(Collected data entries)
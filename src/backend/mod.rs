//! Build-time backend selection for the exported operators.
//!
//! A backend is a type carrying associated functions only, so the operators
//! bind statically to exactly one of them. Cargo features pick [`Active`]:
//! `libmcr` selects [`CorrectlyRounded`]; otherwise `x87` selects
//! [`NativeFpu`] on x86 targets; otherwise [`Library`] is used.

mod correct;
mod library;
#[cfg(any(target_arch = "x86", target_arch = "x86_64"))]
mod x87;

pub use correct::CorrectlyRounded;
pub use library::Library;
#[cfg(any(target_arch = "x86", target_arch = "x86_64"))]
pub use x87::NativeFpu;

/// The trigonometric functions a backend may implement natively.
pub trait TrigBackend {
    /// Short name for diagnostics.
    const NAME: &'static str;

    fn sin(x: f64) -> f64;
    fn cos(x: f64) -> f64;
    fn tan(x: f64) -> f64;
}

/// The full set of backend-dependent operators.
pub trait Backend: TrigBackend {
    fn pow(x: f64, y: f64) -> f64;
    fn exp(x: f64) -> f64;
    fn ln(x: f64) -> f64;
    fn atan(x: f64) -> f64;
}

#[cfg(feature = "libmcr")]
pub type Active = CorrectlyRounded;

#[cfg(all(
    not(feature = "libmcr"),
    feature = "x87",
    any(target_arch = "x86", target_arch = "x86_64")
))]
pub type Active = NativeFpu;

#[cfg(not(any(
    feature = "libmcr",
    all(feature = "x87", any(target_arch = "x86", target_arch = "x86_64"))
)))]
pub type Active = Library;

### Work task
Where a line above contains the word "operators", show that line.

### Answer box
//! Build-time backend selection for the exported operators.
//! A backend is a type carrying associated functions only, so the operators
/// The full set of backend-dependent operators.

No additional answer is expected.